• [Activity]
Please copy every record exactly as it is written.

*** Provided entries Section Begins ***

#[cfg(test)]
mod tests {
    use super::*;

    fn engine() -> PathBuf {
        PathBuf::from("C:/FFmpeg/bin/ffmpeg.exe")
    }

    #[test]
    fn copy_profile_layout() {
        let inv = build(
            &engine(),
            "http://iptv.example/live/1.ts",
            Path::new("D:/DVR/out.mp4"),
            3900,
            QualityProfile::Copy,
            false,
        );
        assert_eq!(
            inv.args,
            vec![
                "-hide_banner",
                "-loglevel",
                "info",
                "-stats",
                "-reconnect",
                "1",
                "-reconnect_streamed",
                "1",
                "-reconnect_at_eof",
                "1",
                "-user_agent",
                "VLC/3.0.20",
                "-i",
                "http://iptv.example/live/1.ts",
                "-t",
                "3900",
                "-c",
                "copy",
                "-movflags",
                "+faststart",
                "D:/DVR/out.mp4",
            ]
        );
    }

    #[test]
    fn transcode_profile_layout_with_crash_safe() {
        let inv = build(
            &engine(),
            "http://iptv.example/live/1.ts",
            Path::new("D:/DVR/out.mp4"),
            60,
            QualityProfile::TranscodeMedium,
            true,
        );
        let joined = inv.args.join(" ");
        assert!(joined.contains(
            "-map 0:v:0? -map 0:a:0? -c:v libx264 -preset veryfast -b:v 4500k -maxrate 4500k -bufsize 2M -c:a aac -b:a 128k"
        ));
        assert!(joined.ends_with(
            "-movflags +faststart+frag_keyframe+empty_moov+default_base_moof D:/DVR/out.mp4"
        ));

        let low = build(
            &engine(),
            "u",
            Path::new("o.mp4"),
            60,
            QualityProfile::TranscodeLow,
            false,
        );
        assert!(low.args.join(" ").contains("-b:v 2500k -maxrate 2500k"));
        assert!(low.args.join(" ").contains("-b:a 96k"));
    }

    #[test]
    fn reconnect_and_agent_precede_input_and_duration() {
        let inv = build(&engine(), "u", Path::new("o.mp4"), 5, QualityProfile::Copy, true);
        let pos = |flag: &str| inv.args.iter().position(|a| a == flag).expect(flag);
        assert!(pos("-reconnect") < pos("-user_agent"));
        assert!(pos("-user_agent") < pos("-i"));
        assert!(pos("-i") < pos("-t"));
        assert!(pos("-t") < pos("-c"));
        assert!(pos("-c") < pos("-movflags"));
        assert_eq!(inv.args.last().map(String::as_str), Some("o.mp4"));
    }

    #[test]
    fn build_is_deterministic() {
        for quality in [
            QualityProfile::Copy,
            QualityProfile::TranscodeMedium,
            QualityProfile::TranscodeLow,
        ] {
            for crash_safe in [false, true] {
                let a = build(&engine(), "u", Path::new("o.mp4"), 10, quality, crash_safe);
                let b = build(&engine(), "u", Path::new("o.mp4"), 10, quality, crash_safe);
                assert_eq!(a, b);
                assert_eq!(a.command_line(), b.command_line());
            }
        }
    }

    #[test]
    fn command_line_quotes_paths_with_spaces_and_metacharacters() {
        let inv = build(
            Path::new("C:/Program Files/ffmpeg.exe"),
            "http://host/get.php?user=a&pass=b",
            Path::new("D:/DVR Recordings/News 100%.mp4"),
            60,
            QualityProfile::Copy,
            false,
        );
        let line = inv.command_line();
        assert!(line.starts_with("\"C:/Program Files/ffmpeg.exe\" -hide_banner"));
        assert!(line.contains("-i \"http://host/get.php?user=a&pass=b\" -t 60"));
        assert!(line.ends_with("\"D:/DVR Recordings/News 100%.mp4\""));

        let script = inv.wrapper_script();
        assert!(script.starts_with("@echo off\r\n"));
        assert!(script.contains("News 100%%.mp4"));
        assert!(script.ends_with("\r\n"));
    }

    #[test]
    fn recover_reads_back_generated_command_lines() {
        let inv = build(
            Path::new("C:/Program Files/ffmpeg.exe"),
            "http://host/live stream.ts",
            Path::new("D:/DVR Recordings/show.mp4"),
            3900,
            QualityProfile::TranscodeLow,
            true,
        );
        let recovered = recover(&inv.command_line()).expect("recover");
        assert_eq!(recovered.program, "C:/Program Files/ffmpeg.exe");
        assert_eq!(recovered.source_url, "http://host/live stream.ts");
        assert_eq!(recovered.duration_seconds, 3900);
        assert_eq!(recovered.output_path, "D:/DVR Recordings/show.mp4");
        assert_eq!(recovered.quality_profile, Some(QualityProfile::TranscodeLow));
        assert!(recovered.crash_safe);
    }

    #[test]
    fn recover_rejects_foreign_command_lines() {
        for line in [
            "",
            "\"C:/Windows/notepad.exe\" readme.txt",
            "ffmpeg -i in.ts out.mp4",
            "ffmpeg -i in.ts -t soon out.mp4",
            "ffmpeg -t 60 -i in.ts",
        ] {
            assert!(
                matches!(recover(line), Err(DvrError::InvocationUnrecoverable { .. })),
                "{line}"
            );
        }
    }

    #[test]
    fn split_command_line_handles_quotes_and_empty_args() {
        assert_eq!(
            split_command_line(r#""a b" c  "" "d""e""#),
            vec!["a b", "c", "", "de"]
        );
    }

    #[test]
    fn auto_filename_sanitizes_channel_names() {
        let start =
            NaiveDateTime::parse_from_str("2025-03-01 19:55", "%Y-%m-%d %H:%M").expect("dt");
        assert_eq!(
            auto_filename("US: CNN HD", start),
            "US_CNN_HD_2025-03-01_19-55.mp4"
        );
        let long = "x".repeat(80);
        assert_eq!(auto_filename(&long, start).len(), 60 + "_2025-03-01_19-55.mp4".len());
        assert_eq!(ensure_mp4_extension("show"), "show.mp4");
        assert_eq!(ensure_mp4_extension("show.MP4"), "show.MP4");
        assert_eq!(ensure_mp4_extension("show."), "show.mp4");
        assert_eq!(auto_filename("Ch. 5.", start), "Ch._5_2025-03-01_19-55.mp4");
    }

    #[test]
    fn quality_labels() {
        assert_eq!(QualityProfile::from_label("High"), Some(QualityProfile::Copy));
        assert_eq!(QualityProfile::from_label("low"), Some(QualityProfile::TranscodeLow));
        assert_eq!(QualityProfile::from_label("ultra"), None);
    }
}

*** Provided entries Section Ends ***

• [Written answer]
#[cfg(test)]
mod tests {
    use super::*;

    fn engine() -> PathBuf {
        PathBuf::from("C:/FFmpeg/bin/ffmpeg.exe")
    }

    #[test]
    fn copy_profile_layout() {
        let inv = build(
            &engine(),
            "http://iptv.example/live/1.ts",
            Path::new("D:/DVR/out.mp4"),
            3900,
            QualityProfile::Copy,
            false,
        );
        assert_eq!(
            inv.args,
            vec![
                "-hide_banner",
                "-loglevel",
                "info",
                "-stats",
                "-reconnect",
                "1",
                "-reconnect_streamed",
                "1",
                "-reconnect_at_eof",
                "1",
                "-user_agent",
                "VLC/3.0.20",
                "-i",
                "http://iptv.example/live/1.ts",
                "-t",
                "3900",
                "-c",
                "copy",
                "-movflags",
                "+faststart",
                "D:/DVR/out.mp4",
            ]
        );
    }

    #[test]
    fn transcode_profile_layout_with_crash_safe() {
        let inv = build(
            &engine(),
            "http://iptv.example/live/1.ts",
            Path::new("D:/DVR/out.mp4"),
            60,
            QualityProfile::TranscodeMedium,
            true,
        );
        let joined = inv.args.join(" ");
        assert!(joined.contains(
            "-map 0:v:0? -map 0:a:0? -c:v libx264 -preset veryfast -b:v 4500k -maxrate 4500k -bufsize 2M -c:a aac -b:a 128k"
        ));
        assert!(joined.ends_with(
            "-movflags +faststart+frag_keyframe+empty_moov+default_base_moof D:/DVR/out.mp4"
        ));

        let low = build(
            &engine(),
            "u",
            Path::new("o.mp4"),
            60,
            QualityProfile::TranscodeLow,
            false,
        );
        assert!(low.args.join(" ").contains("-b:v 2500k -maxrate 2500k"));
        assert!(low.args.join(" ").contains("-b:a 96k"));
    }

    #[test]
    fn reconnect_and_agent_precede_input_and_duration() {
        let inv = build(&engine(), "u", Path::new("o.mp4"), 5, QualityProfile::Copy, true);
        let pos = |flag: &str| inv.args.iter().position(|a| a == flag).expect(flag);
        assert!(pos("-reconnect") < pos("-user_agent"));
        assert!(pos("-user_agent") < pos("-i"));
        assert!(pos("-i") < pos("-t"));
        assert!(pos("-t") < pos("-c"));
        assert!(pos("-c") < pos("-movflags"));
        assert_eq!(inv.args.last().map(String::as_str), Some("o.mp4"));
    }

    #[test]
    fn build_is_deterministic() {
        for quality in [
            QualityProfile::Copy,
            QualityProfile::TranscodeMedium,
            QualityProfile::TranscodeLow,
        ] {
            for crash_safe in [false, true] {
                let a = build(&engine(), "u", Path::new("o.mp4"), 10, quality, crash_safe);
                let b = build(&engine(), "u", Path::new("o.mp4"), 10, quality, crash_safe);
                assert_eq!(a, b);
                assert_eq!(a.command_line(), b.command_line());
            }
        }
    }

    #[test]
    fn command_line_quotes_paths_with_spaces_and_metacharacters() {
        let inv = build(
            Path::new("C:/Program Files/ffmpeg.exe"),
            "http://host/get.php?user=a&pass=b",
            Path::new("D:/DVR Recordings/News 100%.mp4"),
            60,
            QualityProfile::Copy,
            false,
        );
        let line = inv.command_line();
        assert!(line.starts_with("\"C:/Program Files/ffmpeg.exe\" -hide_banner"));
        assert!(line.contains("-i \"http://host/get.php?user=a&pass=b\" -t 60"));
        assert!(line.ends_with("\"D:/DVR Recordings/News 100%.mp4\""));

        let script = inv.wrapper_script();
        assert!(script.starts_with("@echo off\r\n"));
        assert!(script.contains("News 100%%.mp4"));
        assert!(script.ends_with("\r\n"));
    }

    #[test]
    fn recover_reads_back_generated_command_lines() {
        let inv = build(
            Path::new("C:/Program Files/ffmpeg.exe"),
            "http://host/live stream.ts",
            Path::new("D:/DVR Recordings/show.mp4"),
            3900,
            QualityProfile::TranscodeLow,
            true,
        );
        let recovered = recover(&inv.command_line()).expect("recover");
        assert_eq!(recovered.program, "C:/Program Files/ffmpeg.exe");
        assert_eq!(recovered.source_url, "http://host/live stream.ts");
        assert_eq!(recovered.duration_seconds, 3900);
        assert_eq!(recovered.output_path, "D:/DVR Recordings/show.mp4");
        assert_eq!(recovered.quality_profile, Some(QualityProfile::TranscodeLow));
        assert!(recovered.crash_safe);
    }

    #[test]
    fn recover_rejects_foreign_command_lines() {
        for line in [
            "",
            "\"C:/Windows/notepad.exe\" readme.txt",
            "ffmpeg -i in.ts out.mp4",
            "ffmpeg -i in.ts -t soon out.mp4",
            "ffmpeg -t 60 -i in.ts",
        ] {
            assert!(
                matches!(recover(line), Err(DvrError::InvocationUnrecoverable { .. })),
                "{line}"
            );
        }
    }

    #[test]
    fn split_command_line_handles_quotes_and_empty_args() {
        assert_eq!(
            split_command_line(r#""a b" c  "" "d""e""#),
            vec!["a b", "c", "", "de"]
        );
    }

    #[test]
    fn auto_filename_sanitizes_channel_names() {
        let start =
            NaiveDateTime::parse_from_str("2025-03-01 19:55", "%Y-%m-%d %H:%M").expect("dt");
        assert_eq!(
            auto_filename("US: CNN HD", start),
            "US_CNN_HD_2025-03-01_19-55.mp4"
        );
        let long = "x".repeat(80);
        assert_eq!(auto_filename(&long, start).len(), 60 + "_2025-03-01_19-55.mp4".len());
        assert_eq!(ensure_mp4_extension("show"), "show.mp4");
        assert_eq!(ensure_mp4_extension("show.MP4"), "show.MP4");
        assert_eq!(ensure_mp4_extension("show."), "show.mp4");
        assert_eq!(auto_filename("Ch. 5.", start), "Ch._5_2025-03-01_19-55.mp4");
    }

    #[test]
    fn quality_labels() {
        assert_eq!(QualityProfile::from_label("High"), Some(QualityProfile::Copy));
        assert_eq!(QualityProfile::from_label("low"), Some(QualityProfile::TranscodeLow));
        assert_eq!(QualityProfile::from_label("ultra"), None);
    }
}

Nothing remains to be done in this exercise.